グンマー2100~群像の精器(マギウス)

奈楼小雪

第156話 中東部の活躍 後編

  ――2100年5月25日10時00分 中東部アラブ中東地域成層圏
 それは時間を遡る事、数時間前。 中東部部長はデウス・ウクス・マキーネ号格納庫内の一段高く為った所に立ち演説する。
 『
  諸君!今の中東アラブは石油の利権に溺れ安穏な生活を送っている  金持ち達は高級車に乗り、傭兵達が狩ったビーストを己が倒した様にSNSに乗せている。  これは命がけで獲物を狩った者へ対する冒涜である!
  また、貧しい者達へ施す為に喜捨ザカートなどもしているが、まやかしに過ぎない!  彼らが施したのは僅かな物で根本的な解決に成っていない!  富める者は冨み、貧しい物は貧しいままである。   そして、何より許せないのが国民全体が石油の利権に塗れやる気が無い点にある!
  実に!実に許しがたい事実である!
  我々のグンマーはどうか?  人々は老いも若きも日々、ビーストと戦う為に切磋琢磨している。  そこには何があるか?  そう、競争原理がある。
  競争原理と言っても相手を蹴落とすのは無く、互いに高め合う競争である。  皆により認められ必要とされたい!グンマーをより良くしたいという気持ちがある!
  では、我々は何故にグンマーでは無く中東に来ているか?  我々の世界を変える為に、世界を今一度洗濯するのだ!
  諸君はバタフライ効果を知っているだろうか?  ブラジルの蝶が羽ばたいただけで、アメリカで竜巻が起こるという物だ!
  ならばこそ、我々は我々の世界を変える為に行動を開始する!
  愚かな欺瞞に満ちた平和憲法の名の下に安穏としている愚か者達の目を覚まさせるのだ!

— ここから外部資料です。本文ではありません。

//! End-to-end API tests
//!
//! Drive the full HTTP stack (router, handlers, service, store) in-process
//! over the in-memory catalog store.

use std::sync::Arc;

use axum::{
    body::Body,
    http::{header, Request, StatusCode},
    Router,
};
use serde_json::Value;
use tower::ServiceExt;

use liber_server::{
    api, config::AppConfig, models::NewBook, repository::memory::MemoryCatalogStore,
    services::Services, AppState,
};

fn seed() -> Vec<NewBook> {
    [
        ("Clean Code", "Robert C. Martin"),
        ("Design Patterns", "Erich Gamma"),
        ("The PHP Manual", "The PHP Documentation Group"),
    ]
    .into_iter()
    .map(|(title, author)| NewBook {
        title: title.to_string(),
        author: author.to_string(),
    })
    .collect()
}

async fn test_app() -> Router {
    let store = Arc::new(MemoryCatalogStore::new());
    let services = Services::new(store);
    services
        .lending
        .seed_catalog(&seed())
        .await
        .expect("Failed to seed catalog");

    let state = AppState {
        config: Arc::new(AppConfig::default()),
        services: Arc::new(services),
    };
    api::create_app(state)
}

async fn request(app: &Router, method: &str, path: &str) -> (StatusCode, Value) {
    let response = app
        .clone()
        .oneshot(
            Request::builder()
                .method(method)
                .uri(path)
                .body(Body::empty())
                .expect("Failed to build request"),
        )
        .await
        .expect("Failed to send request");

    let status = response.status();
    let bytes = axum::body::to_bytes(response.into_body(), usize::MAX)
        .await
        .expect("Failed to read body");
    let body = serde_json::from_slice(&bytes).unwrap_or(Value::Null);
    (status, body)
}

#[tokio::test]
async fn health_check_reports_healthy() {
    let app = test_app().await;
    let (status, body) = request(&app, "GET", "/health").await;

    assert_eq!(status, StatusCode::OK);
    assert_eq!(body["data"]["status"], "healthy");
    assert_eq!(body["status"], 200);
}

#[tokio::test]
async fn responses_are_json() {
    let app = test_app().await;
    let response = app
        .oneshot(
            Request::builder()
                .uri("/books")
                .body(Body::empty())
                .unwrap(),
        )
        .await
        .unwrap();

    let content_type = response
        .headers()
        .get(header::CONTENT_TYPE)
        .and_then(|v| v.to_str().ok())
        .unwrap_or_default()
        .to_string();
    assert!(content_type.starts_with("application/json"));
}

#[tokio::test]
async fn list_shows_all_seeded_books_available() {
    let app = test_app().await;
    let (status, body) = request(&app, "GET", "/books").await;

    assert_eq!(status, StatusCode::OK);
    assert_eq!(body["status"], 200);

    let books = body["data"]["books"].as_array().expect("books array");
    assert_eq!(books.len(), 3);
    assert_eq!(books[0]["title"], "Clean Code");
    assert_eq!(books[1]["title"], "Design Patterns");
    assert_eq!(books[2]["title"], "The PHP Manual");
    for book in books {
        assert_eq!(book["available"], true);
        assert!(book["borrowed_at"].is_null());
    }
}

#[tokio::test]
async fn get_book_by_id() {
    let app = test_app().await;
    let (status, body) = request(&app, "GET", "/books/1").await;

    assert_eq!(status, StatusCode::OK);
    assert_eq!(body["data"]["book"]["id"], 1);
    assert_eq!(body["data"]["book"]["title"], "Clean Code");
    assert_eq!(body["data"]["book"]["available"], true);
}

#[tokio::test]
async fn unknown_book_yields_404_envelope() {
    let app = test_app().await;
    let (status, body) = request(&app, "GET", "/books/999").await;

    assert_eq!(status, StatusCode::NOT_FOUND);
    assert_eq!(body["status"], 404);
    assert!(body["error"].as_str().unwrap().contains("999"));
}

#[tokio::test]
async fn borrow_marks_unavailable_then_rejects() {
    let app = test_app().await;

    let (status, body) = request(&app, "POST", "/books/1/borrow").await;
    assert_eq!(status, StatusCode::OK);
    assert_eq!(body["data"]["book"]["available"], false);
    assert!(body["data"]["book"]["borrowed_at"].is_string());
    assert!(body["data"]["message"].is_string());

    let (status, body) = request(&app, "POST", "/books/1/borrow").await;
    assert_eq!(status, StatusCode::BAD_REQUEST);
    assert_eq!(body["status"], 400);
    assert!(body["error"].as_str().unwrap().contains("not available"));
}

#[tokio::test]
async fn return_of_never_borrowed_book_is_rejected() {
    let app = test_app().await;
    let (status, body) = request(&app, "POST", "/books/1/return").await;

    assert_eq!(status, StatusCode::BAD_REQUEST);
    assert!(body["error"]
        .as_str()
        .unwrap()
        .contains("not currently borrowed"));
}

#[tokio::test]
async fn borrow_return_round_trip_restores_state() {
    let app = test_app().await;

    request(&app, "POST", "/books/1/borrow").await;
    let (status, body) = request(&app, "POST", "/books/1/return").await;
    assert_eq!(status, StatusCode::OK);
    assert_eq!(body["data"]["book"]["available"], true);
    assert!(body["data"]["book"]["borrowed_at"].is_null());

    let (_, body) = request(&app, "GET", "/books/1").await;
    assert_eq!(body["data"]["book"]["available"], true);
}

#[tokio::test]
async fn listing_reflects_mixed_lending_state() {
    let app = test_app().await;

    request(&app, "POST", "/books/1/borrow").await;
    request(&app, "POST", "/books/2/borrow").await;
    request(&app, "POST", "/books/1/return").await;

    let (status, body) = request(&app, "GET", "/books").await;
    assert_eq!(status, StatusCode::OK);

    let books = body["data"]["books"].as_array().unwrap();
    assert_eq!(books[0]["available"], true);
    assert_eq!(books[1]["available"], false);
    assert_eq!(books[2]["available"], true);
}

#[tokio::test]
async fn malformed_identifiers_are_client_errors() {
    let app = test_app().await;

    for path in ["/books/abc", "/books/-1", "/books/1x", "/books/1.5"] {
        let (status, body) = request(&app, "GET", path).await;
        assert_eq!(status, StatusCode::BAD_REQUEST, "for {}", path);
        assert_eq!(body["status"], 400);
    }

    let (status, _) = request(&app, "POST", "/books/abc/borrow").await;
    assert_eq!(status, StatusCode::BAD_REQUEST);
}

#[tokio::test]
async fn non_canonical_numeric_identifiers_read_as_absent() {
    let app = test_app().await;

    for path in ["/books/007", "/books/2147483648", "/books/99999999999"] {
        let (status, body) = request(&app, "GET", path).await;
        assert_eq!(status, StatusCode::NOT_FOUND, "for {}", path);
        assert_eq!(body["status"], 404);
    }
}

#[tokio::test]
async fn unmatched_requests_yield_404_envelope() {
    let app = test_app().await;

    for (method, path) in [
        ("GET", "/nothing"),
        ("POST", "/books"),
        ("GET", "/books/1/borrow"),
        ("GET", "/Books"),
        ("GET", "/books/"),
        ("GET", "/books/1/"),
    ] {
        let (status, body) = request(&app, method, path).await;
        assert_eq!(status, StatusCode::NOT_FOUND, "for {} {}", method, path);
        assert_eq!(body["status"], 404);
        assert!(body["error"].is_string());
    }
}

#[tokio::test]
async fn extra_path_segment_never_reaches_the_id_parser() {
    let app = test_app().await;

    // "/books/1/2/borrow" must 404, not borrow book 1.
    let (status, _) = request(&app, "POST", "/books/1/2/borrow").await;
    assert_eq!(status, StatusCode::NOT_FOUND);

    let (_, body) = request(&app, "GET", "/books/1").await;
    assert_eq!(body["data"]["book"]["available"], true);
}

#[tokio::test(flavor = "multi_thread", worker_threads = 8)]
async fn concurrent_borrows_admit_exactly_one() {
    let app = test_app().await;

    let mut handles = Vec::new();
    for _ in 0..8 {
        let app = app.clone();
        handles.push(tokio::spawn(async move {
            let (status, _) = request(&app, "POST", "/books/3/borrow").await;
            status
        }));
    }

    let mut ok = 0;
    let mut rejected = 0;
    for handle in handles {
        match handle.await.unwrap() {
            StatusCode::OK => ok += 1,
            StatusCode::BAD_REQUEST => rejected += 1,
            other => panic!("unexpected status {}", other),
        }
    }

    assert_eq!(ok, 1);
    assert_eq!(rejected, 7);

    let (_, body) = request(&app, "GET", "/books/3").await;
    assert_eq!(body["data"]["book"]["available"], false);
}
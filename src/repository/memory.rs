//! In-memory catalog store
//!
//! Backs the test suite and local development. A whole-store mutex makes
//! each operation atomic within the process, which is the scope this backend
//! claims; cross-process deployments use the Postgres store.

use std::collections::BTreeMap;

use chrono::Utc;
use tokio::sync::Mutex;

use super::{BorrowOutcome, CatalogStore, ReturnOutcome, StoreError};
use crate::models::{Book, BookView, BorrowRecord, NewBook};

#[derive(Default)]
struct MemoryInner {
    books: BTreeMap<i32, Book>,
    borrows: Vec<BorrowRecord>,
    next_book_id: i32,
    next_borrow_id: i32,
}

impl MemoryInner {
    fn open_record(&self, book_id: i32) -> Option<&BorrowRecord> {
        self.borrows
            .iter()
            .find(|r| r.book_id == book_id && r.is_open())
    }

    fn view(&self, book: &Book) -> BookView {
        let open = self.open_record(book.id);
        BookView {
            id: book.id,
            title: book.title.clone(),
            author: book.author.clone(),
            available: open.is_none(),
            borrowed_at: open.map(|r| r.borrowed_at),
        }
    }
}

#[derive(Default)]
pub struct MemoryCatalogStore {
    inner: Mutex<MemoryInner>,
}

impl MemoryCatalogStore {
    pub fn new() -> Self {
        Self::default()
    }
}

#[async_trait::async_trait]
impl CatalogStore for MemoryCatalogStore {
    async fn add_book(&self, book: &NewBook) -> Result<Book, StoreError> {
        let mut inner = self.inner.lock().await;
        inner.next_book_id += 1;
        let created = Book {
            id: inner.next_book_id,
            title: book.title.clone(),
            author: book.author.clone(),
        };
        inner.books.insert(created.id, created.clone());
        Ok(created)
    }

    async fn find_book(&self, id: i32) -> Result<Option<Book>, StoreError> {
        let inner = self.inner.lock().await;
        Ok(inner.books.get(&id).cloned())
    }

    async fn list_books(&self) -> Result<Vec<BookView>, StoreError> {
        let inner = self.inner.lock().await;
        // BTreeMap iteration gives ascending id order.
        Ok(inner.books.values().map(|b| inner.view(b)).collect())
    }

    async fn find_book_view(&self, id: i32) -> Result<Option<BookView>, StoreError> {
        let inner = self.inner.lock().await;
        Ok(inner.books.get(&id).map(|b| inner.view(b)))
    }

    async fn try_borrow(&self, book_id: i32) -> Result<BorrowOutcome, StoreError> {
        let mut inner = self.inner.lock().await;
        if !inner.books.contains_key(&book_id) {
            return Ok(BorrowOutcome::BookMissing);
        }
        if inner.open_record(book_id).is_some() {
            return Ok(BorrowOutcome::AlreadyBorrowed);
        }
        inner.next_borrow_id += 1;
        let record = BorrowRecord {
            id: inner.next_borrow_id,
            book_id,
            borrowed_at: Utc::now(),
            returned_at: None,
        };
        inner.borrows.push(record);
        Ok(BorrowOutcome::Borrowed)
    }

    async fn try_return(&self, book_id: i32) -> Result<ReturnOutcome, StoreError> {
        let mut inner = self.inner.lock().await;
        if !inner.books.contains_key(&book_id) {
            return Ok(ReturnOutcome::BookMissing);
        }
        let now = Utc::now();
        match inner
            .borrows
            .iter_mut()
            .find(|r| r.book_id == book_id && r.is_open())
        {
            Some(record) => {
                record.returned_at = Some(now);
                Ok(ReturnOutcome::Returned)
            }
            None => Ok(ReturnOutcome::NotCurrentlyBorrowed),
        }
    }
}
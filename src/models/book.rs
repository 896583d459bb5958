//! Book model and its derived projections

use chrono::{DateTime, Utc};
use serde::{Deserialize, Serialize};
use sqlx::FromRow;
use utoipa::ToSchema;
use validator::Validate;

/// Book row from the catalog. Identity is store-assigned and immutable;
/// lending operations only ever read it.
#[derive(Debug, Clone, Serialize, Deserialize, FromRow)]
pub struct Book {
    pub id: i32,
    pub title: String,
    pub author: String,
}

/// Seed input for catalog creation. Books are only created at seeding time;
/// there are no book CRUD endpoints.
#[derive(Debug, Clone, Serialize, Deserialize, Validate)]
pub struct NewBook {
    #[validate(length(min = 1, message = "title must not be empty"))]
    pub title: String,
    #[validate(length(min = 1, message = "author must not be empty"))]
    pub author: String,
}

/// Derived, read-only projection of a book plus its current borrow status.
///
/// `available` means no open borrow record exists; `borrowed_at` is the open
/// record's timestamp, or `None`.
#[derive(Debug, Clone, Serialize, Deserialize, FromRow, ToSchema)]
pub struct BookView {
    pub id: i32,
    pub title: String,
    pub author: String,
    pub available: bool,
    pub borrowed_at: Option<DateTime<Utc>>,
}
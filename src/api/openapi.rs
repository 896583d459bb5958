//! OpenAPI documentation

use axum::Router;
use utoipa::OpenApi;
use utoipa_swagger_ui::SwaggerUi;

use crate::api::{books, health};

#[derive(OpenApi)]
#[openapi(
    info(
        title = "Liber API",
        version = "1.0.0",
        description = "Lending catalog REST API",
        license(name = "AGPL-3.0", url = "https://www.gnu.org/licenses/agpl-3.0.html")
    ),
    paths(
        // Health
        health::health_check,
        // Books
        books::list_books,
        books::get_book,
        books::borrow_book,
        books::return_book,
    ),
    components(
        schemas(
            crate::models::BookView,
            books::BookListResponse,
            books::BookResponse,
            books::LendingResponse,
            health::HealthResponse,
            crate::error::ErrorResponse,
        )
    ),
    tags(
        (name = "health", description = "Health check endpoints"),
        (name = "books", description = "Book lending operations")
    )
)]
pub struct ApiDoc;

/// Create the OpenAPI documentation router
pub fn create_openapi_router() -> Router {
    Router::new()
        .merge(SwaggerUi::new("/swagger-ui").url("/api-docs/openapi.json", ApiDoc::openapi()))
}
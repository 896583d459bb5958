//! Borrow record model

use chrono::{DateTime, Utc};
use serde::{Deserialize, Serialize};
use sqlx::FromRow;

/// One lending episode. `returned_at = None` marks the record as open, i.e.
/// the book is currently checked out. Records are never deleted; they are the
/// durable borrow history.
///
/// Invariant: for any `book_id`, at most one record is open at any instant.
#[derive(Debug, Clone, Serialize, Deserialize, FromRow)]
pub struct BorrowRecord {
    pub id: i32,
    pub book_id: i32,
    pub borrowed_at: DateTime<Utc>,
    pub returned_at: Option<DateTime<Utc>>,
}

impl BorrowRecord {
    /// Whether this record represents a book currently checked out.
    pub fn is_open(&self) -> bool {
        self.returned_at.is_none()
    }
}
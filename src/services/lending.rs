//! Lending service
//!
//! Domain rules on top of the catalog store. The whole check-and-transition
//! sequence is delegated to the store's atomic operations; the existence
//! pre-checks here only sharpen error messages, and the store outcome is
//! always authoritative for the final result.

use std::sync::Arc;

use validator::Validate;

use crate::{
    error::{AppError, AppResult},
    models::{Book, BookView, NewBook},
    repository::{BorrowOutcome, CatalogStore, ReturnOutcome},
};

#[derive(Clone)]
pub struct LendingService {
    store: Arc<dyn CatalogStore>,
}

impl LendingService {
    pub fn new(store: Arc<dyn CatalogStore>) -> Self {
        Self { store }
    }

    /// All books with their borrow status, ordered by id.
    pub async fn get_all(&self) -> AppResult<Vec<BookView>> {
        Ok(self.store.list_books().await?)
    }

    /// One book with its borrow status.
    pub async fn get_by_id(&self, id: i32) -> AppResult<BookView> {
        self.store
            .find_book_view(id)
            .await?
            .ok_or_else(|| AppError::NotFound(not_found(id)))
    }

    /// Borrow a book. Fails when the book is unknown or already checked out.
    pub async fn borrow(&self, id: i32) -> AppResult<BookView> {
        if self.store.find_book(id).await?.is_none() {
            return Err(AppError::NotFound(not_found(id)));
        }

        match self.store.try_borrow(id).await? {
            BorrowOutcome::Borrowed => {
                tracing::info!(book_id = id, "book borrowed");
            }
            BorrowOutcome::AlreadyBorrowed => {
                return Err(AppError::NotAvailable(format!(
                    "Book with id {} is not available",
                    id
                )));
            }
            BorrowOutcome::BookMissing => {
                return Err(AppError::NotFound(not_found(id)));
            }
        }

        // Re-read for the freshly set borrowed_at.
        self.get_by_id(id).await
    }

    /// Return a book. Fails when the book is unknown or not checked out.
    pub async fn return_book(&self, id: i32) -> AppResult<BookView> {
        if self.store.find_book(id).await?.is_none() {
            return Err(AppError::NotFound(not_found(id)));
        }

        match self.store.try_return(id).await? {
            ReturnOutcome::Returned => {
                tracing::info!(book_id = id, "book returned");
            }
            ReturnOutcome::NotCurrentlyBorrowed => {
                return Err(AppError::NotBorrowed(format!(
                    "Book with id {} is not currently borrowed",
                    id
                )));
            }
            ReturnOutcome::BookMissing => {
                return Err(AppError::NotFound(not_found(id)));
            }
        }

        self.get_by_id(id).await
    }

    /// Validate and insert seed books. Bootstrap calls this once, when the
    /// catalog is empty.
    pub async fn seed_catalog(&self, seed: &[NewBook]) -> AppResult<Vec<Book>> {
        let mut created = Vec::with_capacity(seed.len());
        for book in seed {
            book.validate().map_err(|e| {
                AppError::Validation(format!("Invalid seed book '{}': {}", book.title, e))
            })?;
            created.push(self.store.add_book(book).await?);
        }
        if !created.is_empty() {
            tracing::info!(count = created.len(), "catalog seeded");
        }
        Ok(created)
    }
}

fn not_found(id: i32) -> String {
    format!("Book with id {} not found", id)
}
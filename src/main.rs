//! Liber Server - Lending Catalog System
//!
//! A Rust REST API server for a small lending catalog.

use sqlx::postgres::PgPoolOptions;
use std::net::SocketAddr;
use std::sync::Arc;
use tracing_subscriber::{layer::SubscriberExt, util::SubscriberInitExt};

use liber_server::{
    api,
    config::AppConfig,
    repository::{postgres::PgCatalogStore, CatalogStore},
    services::Services,
    AppState,
};

#[tokio::main]
async fn main() -> anyhow::Result<()> {
    // Load environment variables from .env file
    dotenvy::dotenv().ok();

    // Load configuration
    let config = AppConfig::load().expect("Failed to load configuration");

    // Initialize tracing
    let filter = tracing_subscriber::EnvFilter::try_from_default_env()
        .unwrap_or_else(|_| format!("liber_server={},tower_http=debug", config.logging.level).into());

    tracing_subscriber::registry()
        .with(filter)
        .with(tracing_subscriber::fmt::layer())
        .init();

    tracing::info!("Starting Liber Server v{}", env!("CARGO_PKG_VERSION"));

    // Create database connection pool
    let pool = PgPoolOptions::new()
        .max_connections(config.database.max_connections)
        .min_connections(config.database.min_connections)
        .connect(&config.database.url)
        .await
        .expect("Failed to connect to database");

    tracing::info!("Connected to database");

    // Run migrations
    sqlx::migrate!("./migrations")
        .run(&pool)
        .await
        .expect("Failed to run database migrations");

    tracing::info!("Database migrations completed");

    // Save server address before moving config
    let server_host = config.server.host.clone();
    let server_port = config.server.port;

    // Create the store and services; the store handle is owned here and
    // injected, never reachable through a global.
    let store: Arc<dyn CatalogStore> = Arc::new(PgCatalogStore::new(pool));
    let services = Services::new(store.clone());

    // Seed the catalog on first start
    let existing = store.list_books().await.expect("Failed to read catalog");
    if existing.is_empty() && !config.catalog.seed.is_empty() {
        services
            .lending
            .seed_catalog(&config.catalog.seed)
            .await
            .expect("Failed to seed catalog");
    }

    // Create application state
    let state = AppState {
        config: Arc::new(config),
        services: Arc::new(services),
    };

    // Build the application
    let app = api::create_app(state);

    // Start server
    let addr = SocketAddr::new(
        server_host.parse().expect("Invalid host address"),
        server_port,
    );

    tracing::info!("Server listening on http://{}", addr);

    let listener = tokio::net::TcpListener::bind(addr).await?;
    axum::serve(listener, app).await?;

    Ok(())
}
//! At-the-money strike detection from call deltas.

use tracing::debug;

use crate::chain::{ChainError, OptionChain};
use crate::config::StrategyCfg;

/// Strike whose call delta sits closest to `cfg.atm_delta`, rounded half-to-even
/// to a multiple of `cfg.strike_rounding`. Equal distances keep the earliest row.
pub fn detect_atm(chain: &OptionChain, cfg: &StrategyCfg) -> Result<f64, ChainError> {
    if chain.is_empty() {
        return Err(ChainError::Empty);
    }

    let mut best: Option<(f64, f64)> = None; // (distance, strike)
    for row in chain.rows() {
        let (Some(strike), Some(delta)) = (row.strike, row.call_delta) else {
            continue;
        };
        let dist = (delta - cfg.atm_delta).abs();
        if best.map_or(true, |(d, _)| dist < d) {
            best = Some((dist, strike));
        }
    }

    let (dist, strike) = best.ok_or(ChainError::NoDelta)?;
    let atm = round_to_increment(strike, cfg.strike_rounding);
    debug!(strike, dist, atm, "ATM row selected");
    Ok(atm)
}

pub fn round_to_increment(value: f64, increment: f64) -> f64 {
    (value / increment).round_ties_even() * increment
}

#[cfg(test)]
mod tests {
    use super::*;
    use crate::types::ChainRow;

    fn row(strike: f64, delta: Option<f64>) -> ChainRow {
        ChainRow {
            strike: Some(strike),
            call_ltp: None,
            put_ltp: None,
            call_delta: delta,
        }
    }

    fn atm(rows: Vec<ChainRow>) -> Result<f64, ChainError> {
        detect_atm(&OptionChain::new(rows), &StrategyCfg::default())
    }

    #[test]
    fn exact_half_delta_rounds_to_hundred() {
        let rows = vec![
            row(24430.0, Some(0.61)),
            row(24480.0, Some(0.5)),
            row(24530.0, Some(0.42)),
        ];
        assert_eq!(atm(rows).unwrap(), 24500.0);
    }

    #[test]
    fn rounding_is_half_to_even() {
        assert_eq!(round_to_increment(24250.0, 100.0), 24200.0);
        assert_eq!(round_to_increment(24350.0, 100.0), 24400.0);
        assert_eq!(round_to_increment(24349.0, 100.0), 24300.0);
    }

    #[test]
    fn equal_distance_keeps_first_row() {
        let rows = vec![row(24400.0, Some(0.75)), row(24600.0, Some(0.25))];
        assert_eq!(atm(rows).unwrap(), 24400.0);
    }

    #[test]
    fn missing_deltas_are_skipped() {
        let rows = vec![row(24000.0, None), row(24700.0, Some(0.48))];
        assert_eq!(atm(rows).unwrap(), 24700.0);
    }

    #[test]
    fn fails_on_empty_or_deltaless_chain() {
        assert!(matches!(atm(vec![]), Err(ChainError::Empty)));
        assert!(matches!(
            atm(vec![row(24000.0, None)]),
            Err(ChainError::NoDelta)
        ));
    }
}
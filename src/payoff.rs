//! Expiry payoff of an arbitrary leg set over a spot-price grid.

use anyhow::{Context, Result};
use csv::Writer;
use std::{fs::File, path::Path};

use crate::config::PayoffCfg;
use crate::types::{net_credit, Leg, PayoffPoint};

/// Spots from `min_strike - padding` up to (excluding) `max_strike + padding`.
pub fn spot_grid(legs: &[Leg], cfg: &PayoffCfg) -> Vec<f64> {
    let Some(lo) = legs.iter().map(|l| l.strike).reduce(f64::min) else {
        return Vec::new();
    };
    let hi = legs.iter().map(|l| l.strike).fold(lo, f64::max);
    let start = lo - cfg.padding;
    let end = hi + cfg.padding;
    let n = ((end - start) / cfg.step).ceil().max(0.0) as usize;
    // Index-based so the grid does not drift with repeated float addition.
    (0..n).map(|i| start + i as f64 * cfg.step).collect()
}

/// Summed per-leg P/L scaled by `lot_size`, one point per grid spot.
pub fn payoff_curve(legs: &[Leg], lot_size: f64, cfg: &PayoffCfg) -> Vec<PayoffPoint> {
    spot_grid(legs, cfg)
        .into_iter()
        .map(|spot| PayoffPoint {
            spot,
            payoff: legs.iter().map(|l| l.payoff_at(spot)).sum::<f64>() * lot_size,
        })
        .collect()
}

#[derive(Debug, Clone, PartialEq)]
pub struct PayoffSummary {
    /// Premium received minus paid, per unit.
    pub net_credit: f64,
    /// `net_credit` scaled by the lot size.
    pub net_credit_lot: f64,
    pub max_profit: f64,
    pub max_loss: f64,
    pub breakevens: Vec<f64>,
}

impl PayoffSummary {
    pub fn new(legs: &[Leg], curve: &[PayoffPoint], lot_size: f64) -> Option<Self> {
        let first = curve.first()?;
        let (max_profit, max_loss) = curve
            .iter()
            .fold((first.payoff, first.payoff), |(hi, lo), p| {
                (hi.max(p.payoff), lo.min(p.payoff))
            });
        let credit = net_credit(legs);
        Some(Self {
            net_credit: credit,
            net_credit_lot: credit * lot_size,
            max_profit,
            max_loss,
            breakevens: breakevens(curve),
        })
    }
}

/// Spots where the curve crosses zero, linearly interpolated between grid points.
pub fn breakevens(curve: &[PayoffPoint]) -> Vec<f64> {
    let mut out = Vec::new();
    for pair in curve.windows(2) {
        let (a, b) = (pair[0], pair[1]);
        if a.payoff == 0.0 {
            out.push(a.spot);
        } else if a.payoff * b.payoff < 0.0 {
            let t = a.payoff / (a.payoff - b.payoff);
            out.push(a.spot + t * (b.spot - a.spot));
        }
    }
    if let Some(last) = curve.last() {
        if last.payoff == 0.0 {
            out.push(last.spot);
        }
    }
    out
}

/// Writes the curve as `spot,payoff` rows.
pub fn write_curve_csv(path: impl AsRef<Path>, curve: &[PayoffPoint]) -> Result<()> {
    let path = path.as_ref();
    let file = File::create(path)
        .with_context(|| format!("Failed to create CSV file: {}", path.display()))?;
    let mut writer = Writer::from_writer(file);
    writer.write_record(["spot", "payoff"])?;
    for p in curve {
        writer.write_record(&[p.spot.to_string(), format!("{:.2}", p.payoff)])?;
    }
    writer.flush()?;
    Ok(())
}
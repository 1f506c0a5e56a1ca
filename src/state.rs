//! Persisted locked position. The file's presence is the lock.
//!
//! Written as `{"locked_at", "atm", "legs": [{"Leg","Strike","Premium"}, ...]}`;
//! a bare `[{"Leg","Strike","Premium"}, ...]` list is read as well.

use anyhow::{Context, Result};
use chrono::{DateTime, Utc};
use serde::{Deserialize, Serialize};
use std::{
    fs,
    path::{Path, PathBuf},
};
use tracing::{debug, info};

use crate::types::Leg;

#[derive(Debug, Clone, Serialize, Deserialize, PartialEq)]
pub struct LockedPosition {
    #[serde(default)]
    pub locked_at: Option<DateTime<Utc>>,
    /// ATM strike at lock time.
    #[serde(default)]
    pub atm: Option<f64>,
    pub legs: Vec<Leg>,
}

#[derive(Deserialize)]
#[serde(untagged)]
enum StoredRecord {
    Position(LockedPosition),
    Legs(Vec<Leg>),
}

impl From<StoredRecord> for LockedPosition {
    fn from(r: StoredRecord) -> Self {
        match r {
            StoredRecord::Position(p) => p,
            StoredRecord::Legs(legs) => LockedPosition {
                locked_at: None,
                atm: None,
                legs,
            },
        }
    }
}

#[derive(Debug, Clone)]
pub struct PositionStore {
    path: PathBuf,
}

impl PositionStore {
    pub fn new(path: impl Into<PathBuf>) -> Self {
        Self { path: path.into() }
    }

    pub fn path(&self) -> &Path {
        &self.path
    }

    pub fn is_locked(&self) -> bool {
        self.path.exists()
    }

    /// `None` when nothing is locked. Unreadable or corrupt files are errors.
    pub fn load(&self) -> Result<Option<LockedPosition>> {
        if !self.is_locked() {
            return Ok(None);
        }
        let s = fs::read_to_string(&self.path)
            .with_context(|| format!("read locked position {}", self.path.display()))?;
        let record: StoredRecord = serde_json::from_str(&s)
            .with_context(|| format!("parse locked position {}", self.path.display()))?;
        let pos = LockedPosition::from(record);
        debug!(path = %self.path.display(), legs = pos.legs.len(), "Locked position loaded");
        Ok(Some(pos))
    }

    /// Persists `legs` as the locked position. Refuses when a lock already exists.
    pub fn lock(&self, legs: &[Leg], atm: Option<f64>) -> Result<LockedPosition> {
        if self.is_locked() {
            anyhow::bail!(
                "a position is already locked at {}; reset it first",
                self.path.display()
            );
        }
        let pos = LockedPosition {
            locked_at: Some(Utc::now()),
            atm,
            legs: legs.to_vec(),
        };
        if let Some(parent) = self.path.parent() {
            fs::create_dir_all(parent)?;
        }
        let s = serde_json::to_string_pretty(&pos)?;
        fs::write(&self.path, s)
            .with_context(|| format!("write locked position {}", self.path.display()))?;
        info!(path = %self.path.display(), legs = legs.len(), "Position locked");
        Ok(pos)
    }

    /// Deletes the lock. Returns `false` when there was nothing to delete.
    pub fn reset(&self) -> Result<bool> {
        if !self.is_locked() {
            return Ok(false);
        }
        fs::remove_file(&self.path)
            .with_context(|| format!("remove locked position {}", self.path.display()))?;
        info!(path = %self.path.display(), "Locked position reset");
        Ok(true)
    }
}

  往くぞ諸君!全ては世界に冠たる群馬の為に!                              』
 「「「「「グンマーの為に!!」」」」」」

 飛行装置を付けた少年少女達は敬礼をするとカタパルトに乗り射出される。

 ■  ■  ■
 ――2100年5月25日11時00分 アラブ連合支配地域
 一人の男がが砂漠の中をトラックで疾走している。 男の名前はアダム、情報局カンパニーの職員である。 米国がこんな砂漠まで来るのは、反米側の部族を取り込み自国側へ取り込む為だ。 交渉の為に現金、薬品、武器などを満載している。
 周りには民間軍事会社プライベートミリタリーの兵士達が囲んでいる。 彼らは何れも元米軍に所属していた猛者達である。 が、何れも問題行動を起こし不名誉除隊となった者でもある。 つまり、失っても痛くない人材を有効活用しているのだ。
 『あと、もう少しでつくか?』
 「サ―、もう少しで着きます」
 汗を拭きながらアダムは丘を越えると目の前に渓谷が見えてくる。 眼下には多数の遊牧民のテントや兵士達の姿が見える。
 『見えて来たぞ!交渉相手が案内人をよこす予定になっている』
 そう言いながら煙草に火を付けた時。 ヒュンっと音がし土埃が男達を襲い、同時にドン、ドンドンっと音がする。
 『な、なにがおきたんだ!』
 土煙が晴れた先には爆炎に包まれる渓谷があった。 辛うじて生きている人々が我先に逃げだろうとしている所へ再びドンっと音がし人々が吹き飛ぶ。
 アダムは超望遠機能付きサングラスで見上げると星条旗の機体が姿が確認できた。
 『何故だ!どうしてだ!』
 そう言っていまにもミサイルが再び渓谷を襲う。 結果として、誰も生き残る者は彼ら以外にはいなかった。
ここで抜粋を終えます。